---------- Supplied material
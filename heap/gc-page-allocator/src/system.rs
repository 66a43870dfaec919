//! `mmap`-backed page allocator for unix hosts.

use crate::{Address, PageAllocator, PageAllocatorError, Permission};
use log::{trace, warn};

#[cfg(target_os = "linux")]
const MAP_FLAGS: libc::c_int = libc::MAP_PRIVATE | libc::MAP_ANONYMOUS | libc::MAP_NORESERVE;
#[cfg(not(target_os = "linux"))]
const MAP_FLAGS: libc::c_int = libc::MAP_PRIVATE | libc::MAP_ANONYMOUS;

/// Page allocator talking directly to the host kernel.
///
/// Both granularities equal the OS page size. Alignments larger than a page
/// are honoured by over-reserving and unmapping the unaligned head and tail.
#[derive(Debug, Clone, Copy)]
pub struct SystemPageAllocator {
    page_size: usize,
}

impl SystemPageAllocator {
    /// # Panics
    /// If the host does not report a usable page size.
    #[must_use]
    pub fn new() -> Self {
        // SAFETY: sysconf has no memory-safety preconditions.
        let page_size = unsafe { libc::sysconf(libc::_SC_PAGESIZE) };
        let page_size = usize::try_from(page_size).unwrap_or(0);
        assert!(
            page_size.is_power_of_two(),
            "host reported invalid page size {page_size}"
        );
        Self { page_size }
    }

    fn check_aligned(&self, address: Address, length: usize) -> Result<(), PageAllocatorError> {
        if address.is_aligned(self.page_size) && length.is_multiple_of(self.page_size) {
            Ok(())
        } else {
            Err(PageAllocatorError::Unaligned {
                address,
                length,
                granularity: self.page_size,
            })
        }
    }

    /// Unmap a sub-range produced while trimming an over-sized reservation.
    fn trim(address: Address, length: usize) -> Result<(), PageAllocatorError> {
        if length == 0 {
            return Ok(());
        }
        // SAFETY: the range is part of a mapping this allocator just created
        // and has not handed out.
        let ret = unsafe { libc::munmap(address.as_mut_ptr(), length) };
        if ret == 0 {
            Ok(())
        } else {
            Err(PageAllocatorError::Release {
                address,
                length,
                errno: last_errno(),
            })
        }
    }

    /// Unmap what is left of a reservation that could not be trimmed.
    fn discard(address: Address, length: usize) {
        // SAFETY: the range is the untrimmed remainder of a mapping created by
        // `allocate_pages` that was never handed out.
        let ret = unsafe { libc::munmap(address.as_mut_ptr(), length) };
        if ret != 0 {
            warn!("leaking {address}+{length:#x} (errno {})", last_errno());
        }
    }
}

impl Default for SystemPageAllocator {
    fn default() -> Self {
        Self::new()
    }
}

impl PageAllocator for SystemPageAllocator {
    fn allocate_page_size(&self) -> usize {
        self.page_size
    }

    fn commit_page_size(&self) -> usize {
        self.page_size
    }

    fn allocate_pages(
        &self,
        hint: Option<Address>,
        length: usize,
        alignment: usize,
        permission: Permission,
    ) -> Result<Address, PageAllocatorError> {
        let alignment = alignment.max(self.page_size);
        debug_assert!(alignment.is_power_of_two(), "alignment must be a power of two");
        self.check_aligned(Address::NULL, length)?;

        let request = length.checked_add(alignment - self.page_size).ok_or(
            PageAllocatorError::OutOfAddressSpace {
                requested: length,
                available: usize::MAX - (alignment - self.page_size),
            },
        )?;
        let hint = hint.map_or(core::ptr::null_mut(), |h| {
            h.align_down(alignment).as_mut_ptr::<libc::c_void>()
        });

        // SAFETY: anonymous private mapping; no existing memory is touched.
        let base = unsafe { libc::mmap(hint, request, prot_flags(permission), MAP_FLAGS, -1, 0) };
        if base == libc::MAP_FAILED {
            return Err(PageAllocatorError::Reserve {
                length,
                errno: last_errno(),
            });
        }

        let base = Address::from_ptr(base);
        let aligned = base.align_up(alignment);
        let head = aligned.offset_from(base);
        let tail = request - head - length;
        if let Err(e) = Self::trim(base, head) {
            Self::discard(base, request);
            return Err(e);
        }
        if let Err(e) = Self::trim(aligned + length, tail) {
            Self::discard(aligned, length + tail);
            return Err(e);
        }

        trace!("mmap {aligned}+{length:#x} {permission}");
        Ok(aligned)
    }

    fn free_pages(&self, address: Address, length: usize) -> Result<(), PageAllocatorError> {
        self.check_aligned(address, length)?;
        // SAFETY: the caller guarantees the range is a reservation it owns
        // and no references into it outlive this call.
        let ret = unsafe { libc::munmap(address.as_mut_ptr(), length) };
        if ret != 0 {
            return Err(PageAllocatorError::Release {
                address,
                length,
                errno: last_errno(),
            });
        }
        trace!("munmap {address}+{length:#x}");
        Ok(())
    }

    fn set_permissions(
        &self,
        address: Address,
        length: usize,
        permission: Permission,
    ) -> Result<(), PageAllocatorError> {
        self.check_aligned(address, length)?;
        // SAFETY: the range lies within a reservation owned by the caller.
        let ret = unsafe { libc::mprotect(address.as_mut_ptr(), length, prot_flags(permission)) };
        if ret != 0 {
            return Err(PageAllocatorError::Protect {
                address,
                length,
                permission,
                errno: last_errno(),
            });
        }

        if permission == Permission::NoAccess {
            // Hand the backing pages back; the next unprotect sees zeroes.
            // SAFETY: the range is inaccessible, nothing can observe the discard.
            let ret = unsafe { libc::madvise(address.as_mut_ptr(), length, libc::MADV_DONTNEED) };
            if ret != 0 {
                trace!("madvise {address}+{length:#x} failed (errno {})", last_errno());
            }
        }

        trace!("mprotect {address}+{length:#x} {permission}");
        Ok(())
    }
}

const fn prot_flags(permission: Permission) -> libc::c_int {
    match permission {
        Permission::NoAccess => libc::PROT_NONE,
        Permission::Read => libc::PROT_READ,
        Permission::ReadWrite => libc::PROT_READ | libc::PROT_WRITE,
        Permission::ReadExecute => libc::PROT_READ | libc::PROT_EXEC,
        Permission::ReadWriteExecute => libc::PROT_READ | libc::PROT_WRITE | libc::PROT_EXEC,
    }
}

fn last_errno() -> i32 {
    std::io::Error::last_os_error().raw_os_error().unwrap_or(0)
}
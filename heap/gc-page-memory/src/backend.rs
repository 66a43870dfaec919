//! The page-level entry point of the heap.
//!
//! [`PageBackend`] owns every region it creates. Normal pages are recycled
//! through a [`NormalPageMemoryPool`]; large pages get a reservation of their
//! own that is released as soon as the page is freed.

use crate::region::unprotect;
use crate::{
    LargePageMemoryRegion, NUM_PAGE_REGIONS, NormalPageMemoryPool, NormalPageMemoryRegion,
    PageMemoryRegion, PageMemoryRegionTree,
};
use alloc::collections::BTreeMap;
use alloc::vec::Vec;
use gc_page_allocator::{Address, PageAllocator};
use log::debug;

/// How the region tree refers back to the backend's regions.
#[derive(Debug, Copy, Clone, Eq, PartialEq)]
enum RegionHandle {
    /// Index into `normal_regions`.
    Normal(usize),
    /// Key into `large_regions`.
    Large(Address),
}

/// Hands out guarded page memory to the heap.
///
/// Not internally synchronised: callers sharing a backend between threads
/// wrap it in their own lock.
pub struct PageBackend<'a, A: PageAllocator + ?Sized> {
    allocator: &'a A,
    normal_regions: Vec<NormalPageMemoryRegion<'a, A>>,
    large_regions: BTreeMap<Address, LargePageMemoryRegion<'a, A>>,
    page_pool: NormalPageMemoryPool<usize>,
    region_tree: PageMemoryRegionTree<RegionHandle>,
}

impl<'a, A: PageAllocator + ?Sized> PageBackend<'a, A> {
    #[must_use]
    pub fn new(allocator: &'a A) -> Self {
        Self {
            allocator,
            normal_regions: Vec::new(),
            large_regions: BTreeMap::new(),
            page_pool: NormalPageMemoryPool::new(),
            region_tree: PageMemoryRegionTree::new(),
        }
    }

    /// A read-write normal page for `bucket`; returns its writeable base.
    ///
    /// # Panics
    /// If `bucket` is out of range or address space is exhausted.
    pub fn allocate_normal_page_memory(&mut self, bucket: usize) -> Address {
        let (index, writeable_base) = match self.page_pool.take(bucket) {
            Some(entry) => entry,
            None => {
                self.grow_normal_pages(bucket);
                self.page_pool
                    .take(bucket)
                    .unwrap_or_else(|| unreachable!("fresh region added no pages"))
            }
        };
        self.normal_regions[index].allocate(writeable_base);
        writeable_base
    }

    /// Return a normal page obtained from
    /// [`allocate_normal_page_memory`](Self::allocate_normal_page_memory).
    ///
    /// The page becomes inaccessible and is kept for reuse in `bucket`.
    ///
    /// # Panics
    /// If `writeable_base` is not an allocated normal page.
    pub fn free_normal_page_memory(&mut self, bucket: usize, writeable_base: Address) {
        let Some(RegionHandle::Normal(index)) = self.region_tree.lookup(writeable_base) else {
            panic!("{writeable_base} is not a normal page");
        };
        self.normal_regions[index].free(writeable_base);
        self.page_pool.add(bucket, index, writeable_base);
    }

    /// A read-write large page of at least `size` bytes; returns its writeable base.
    ///
    /// # Panics
    /// If `size` is zero or address space is exhausted.
    pub fn allocate_large_page_memory(&mut self, size: usize) -> Address {
        let region = LargePageMemoryRegion::new(self.allocator, size);
        let page_memory = *region.page_memory();
        unprotect(self.allocator, &page_memory);

        let writeable_base = page_memory.writeable_region().base();
        self.region_tree
            .add(region.reserved_region(), RegionHandle::Large(writeable_base));
        self.large_regions.insert(writeable_base, region);
        debug!(
            "allocated large page {} for {size:#x} bytes",
            page_memory.writeable_region()
        );
        writeable_base
    }

    /// Release a large page and its reservation.
    ///
    /// # Panics
    /// If `writeable_base` is not a live large page.
    pub fn free_large_page_memory(&mut self, writeable_base: Address) {
        let Some(RegionHandle::Large(key)) = self.region_tree.lookup(writeable_base) else {
            panic!("{writeable_base} is not a large page");
        };
        assert_eq!(key, writeable_base, "{writeable_base} is not the start of a large page");
        let region = self
            .large_regions
            .remove(&key)
            .unwrap_or_else(|| unreachable!("tree and large regions out of sync"));
        self.region_tree.remove(region.reserved_region());
        debug!("freed large page {writeable_base}");
    }

    /// Writeable base of the live page whose usable part contains `address`.
    #[must_use]
    pub fn lookup(&self, address: Address) -> Option<Address> {
        match self.region_tree.lookup(address)? {
            RegionHandle::Normal(index) => self.normal_regions[index].lookup(address),
            RegionHandle::Large(key) => self.large_regions.get(&key)?.lookup(address),
        }
    }

    /// Normal regions reserved so far; they are kept until the backend drops.
    #[must_use]
    pub fn normal_region_count(&self) -> usize {
        self.normal_regions.len()
    }

    /// Large pages currently alive.
    #[must_use]
    pub fn large_region_count(&self) -> usize {
        self.large_regions.len()
    }

    /// Reserve a new normal region and pool all of its pages under `bucket`.
    fn grow_normal_pages(&mut self, bucket: usize) {
        let region = NormalPageMemoryRegion::new(self.allocator);
        let index = self.normal_regions.len();
        for page_memory in region.iter().rev() {
            self.page_pool
                .add(bucket, index, page_memory.writeable_region().base());
        }
        self.region_tree
            .add(region.reserved_region(), RegionHandle::Normal(index));
        debug!(
            "reserved normal region {} with {NUM_PAGE_REGIONS} pages for bucket {bucket}",
            region.reserved_region()
        );
        self.normal_regions.push(region);
    }
}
--------------------
**About this exercise:** Each line from the start of the records through the line holding "libc::MAP_PRIVATE | libc::MAP_ANONYMOUS;" must be returned exactly; nothing else belongs in the answer.

**Output for this task:**
filename heap/gc-page-allocator/src/system.rs
repository 66a43870dfaec919
//! `mmap`-backed page allocator for unix hosts.

use crate::{Address, PageAllocator, PageAllocatorError, Permission};
use log::{trace, warn};

#[cfg(target_os = "linux")]
const MAP_FLAGS: libc::c_int = libc::MAP_PRIVATE | libc::MAP_ANONYMOUS | libc::MAP_NORESERVE;
#[cfg(not(target_os = "linux"))]
const MAP_FLAGS: libc::c_int = libc::MAP_PRIVATE | libc::MAP_ANONYMOUS;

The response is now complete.